FaceTime Bug Lets iPhone Users Listen to Other People’s Phones

Apple disables Group FaceTime after glitch lets users listen and watch other people’s iPhones

Apple CEO Tim Cook

A major FaceTime bug is allowing iPhone users to listen to other people’s phones — and in some cases, see them through their screens — even if the recipient doesn’t answer their phone.

The glitch, first spotted by 9to5Mac on Monday afternoon, was pretty easy to check out: first, you make a FaceTime video call to someone in your iPhone contacts. Then, while it’s dialing, swipe up on your screen and hit “Add Person.” You can then add your own phone number, which will allow you listen to the audio on the initial contact’s phone, whether they’ve answered or not.

Compounding matters, if the first contact bumped the volume or power button to ignore the call, it’d instead broadcast video of their phone to the person calling them.

Apple didn’t immediately respond to TheWrap’s request for comment, but told The New York Times on Monday night that it had “identified a fix that will be released in a software update later this week.” Apple also disabled the Group FaceTime feature impacted by the bug. The issue hit any users on iOS 12.1 or later.
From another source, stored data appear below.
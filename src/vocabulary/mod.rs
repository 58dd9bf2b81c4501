//! Visual vocabularies
//!
//! A [`Vocabulary`] is an ordered set of K centroids in descriptor space with a
//! distance metric fixed at training time. Assignment is generic over the
//! descriptor element type through [`Element`], so byte-valued and
//! float-valued descriptors share one implementation.

pub mod io;
pub mod kmeans;

pub use self::io::*;
pub use self::kmeans::*;

use crate::core::{fingerprint_bytes, PhowError, Result};
use serde::{Deserialize, Serialize};

/// Numeric descriptor element
pub trait Element: Copy + Send + Sync + 'static {
    fn to_f32(self) -> f32;
}

impl Element for u8 {
    #[inline]
    fn to_f32(self) -> f32 {
        self as f32
    }
}

impl Element for f32 {
    #[inline]
    fn to_f32(self) -> f32 {
        self
    }
}

impl Element for f64 {
    #[inline]
    fn to_f32(self) -> f32 {
        self as f32
    }
}

/// Distance between a descriptor and a centroid
#[derive(Debug, Clone, Copy, PartialEq, Eq, Serialize, Deserialize, Default)]
#[serde(rename_all = "snake_case")]
pub enum DistanceMetric {
    /// Sum of squared differences; centroids are cluster means
    #[default]
    SquaredEuclidean,
    /// Sum of absolute differences; centroids are per-dimension medians
    Manhattan,
}

impl DistanceMetric {
    #[inline]
    pub fn distance<T: Element>(&self, a: &[T], b: &[f32]) -> f32 {
        match self {
            DistanceMetric::SquaredEuclidean => a
                .iter()
                .zip(b)
                .map(|(&x, &y)| {
                    let d = x.to_f32() - y;
                    d * d
                })
                .sum(),
            DistanceMetric::Manhattan => a
                .iter()
                .zip(b)
                .map(|(&x, &y)| (x.to_f32() - y).abs())
                .sum(),
        }
    }
}

/// Trained set of codewords
#[derive(Debug, Clone, PartialEq, Serialize, Deserialize)]
pub struct Vocabulary {
    k: usize,
    dim: usize,
    metric: DistanceMetric,
    /// Row-major `k x dim` centroid matrix
    centroids: Vec<f32>,
    /// Fingerprint of the training parameters that produced this vocabulary
    training_fingerprint: Option<String>,
}

impl Vocabulary {
    /// Build a vocabulary from explicit centroids
    pub fn new(centroids: Vec<Vec<f32>>, metric: DistanceMetric) -> Result<Self> {
        let k = centroids.len();
        if k == 0 {
            return Err(PhowError::InvalidParameter(
                "A vocabulary needs at least one centroid".to_string(),
            ));
        }
        let dim = centroids[0].len();
        if dim == 0 {
            return Err(PhowError::InvalidParameter(
                "Centroids must have at least one dimension".to_string(),
            ));
        }

        let mut flat = Vec::with_capacity(k * dim);
        for c in &centroids {
            if c.len() != dim {
                return Err(PhowError::DimensionMismatch {
                    expected: dim,
                    actual: c.len(),
                });
            }
            flat.extend_from_slice(c);
        }

        Self::from_flat(k, dim, flat, metric)
    }

    pub(crate) fn from_flat(
        k: usize,
        dim: usize,
        centroids: Vec<f32>,
        metric: DistanceMetric,
    ) -> Result<Self> {
        if k == 0 || dim == 0 || centroids.len() != k * dim {
            return Err(PhowError::InvalidParameter(format!(
                "Centroid matrix of length {} does not match {k} x {dim}",
                centroids.len()
            )));
        }
        if centroids.iter().any(|v| !v.is_finite()) {
            return Err(PhowError::InvalidParameter(
                "Centroids must be finite".to_string(),
            ));
        }
        Ok(Self {
            k,
            dim,
            metric,
            centroids,
            training_fingerprint: None,
        })
    }

    /// Number of codewords
    pub fn k(&self) -> usize {
        self.k
    }

    /// Descriptor dimensionality
    pub fn dim(&self) -> usize {
        self.dim
    }

    pub fn metric(&self) -> DistanceMetric {
        self.metric
    }

    /// Centroid of codeword `i`
    pub fn centroid(&self, i: usize) -> &[f32] {
        &self.centroids[i * self.dim..(i + 1) * self.dim]
    }

    pub fn training_fingerprint(&self) -> Option<&str> {
        self.training_fingerprint.as_deref()
    }

    pub fn with_training_fingerprint(mut self, fingerprint: impl Into<String>) -> Self {
        self.training_fingerprint = Some(fingerprint.into());
        self
    }

    /// Nearest codeword and its distance.
    ///
    /// Fails with `DimensionMismatch` when the descriptor length differs from
    /// the vocabulary's dimensionality. The returned index is always in `[0, k)`.
    pub fn assign<T: Element>(&self, descriptor: &[T]) -> Result<(usize, f32)> {
        if descriptor.len() != self.dim {
            return Err(PhowError::DimensionMismatch {
                expected: self.dim,
                actual: descriptor.len(),
            });
        }
        Ok(self.nearest(descriptor))
    }

    /// Nearest codeword without the dimensionality check. Ties go to the lowest index.
    pub(crate) fn nearest<T: Element>(&self, descriptor: &[T]) -> (usize, f32) {
        let mut best = (0, f32::INFINITY);
        for (i, centroid) in self.centroids.chunks_exact(self.dim).enumerate() {
            let d = self.metric.distance(descriptor, centroid);
            if d < best.1 {
                best = (i, d);
            }
        }
        best
    }

    /// Content identity: changes whenever any centroid, the metric or the
    /// shape changes
    pub fn identity(&self) -> String {
        let mut bytes = Vec::with_capacity(self.centroids.len() * 4 + 24);
        bytes.extend_from_slice(&(self.k as u64).to_le_bytes());
        bytes.extend_from_slice(&(self.dim as u64).to_le_bytes());
        bytes.push(self.metric as u8);
        for v in &self.centroids {
            bytes.extend_from_slice(&v.to_le_bytes());
        }
        fingerprint_bytes(&bytes)
    }
}
//! Core traits for pluggable pipeline stages

use crate::core::{FeatureVector, Result};

/// Anything with a stable identity that survives process restarts
pub trait Identified {
    /// Stable identifier, e.g. a dataset-relative path
    fn identity(&self) -> String;
}

/// Deterministic feature extractor
///
/// Implementations must be pure: the same item and the same configuration
/// always yield the same vector.
pub trait FeatureExtractor: Send + Sync {
    /// Item type the extractor consumes
    type Item: Identified + Sync;

    /// Compute the feature vector for one item
    fn extract(&self, item: &Self::Item) -> Result<FeatureVector>;

    /// Canonical description of every parameter that affects the output
    fn configuration(&self) -> String;

    /// Length of the produced vectors, when known in advance
    fn dimension(&self) -> Option<usize> {
        None
    }
}

impl<E: FeatureExtractor + ?Sized> FeatureExtractor for &E {
    type Item = E::Item;

    fn extract(&self, item: &Self::Item) -> Result<FeatureVector> {
        (**self).extract(item)
    }

    fn configuration(&self) -> String {
        (**self).configuration()
    }

    fn dimension(&self) -> Option<usize> {
        (**self).dimension()
    }
}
The embarrassing bug comes after Apple chief Tim Cook has, on several occasions in the last year, lectured on the importance of user privacy and data protection. The issue also comes right before Apple is set to report its quarterly earnings on Tuesday afternoon. Investors didn’t seem to care about the bug on Tuesday morning, though, with Apple shares trading up a fraction of a percent to $156.41 in early-morning trading.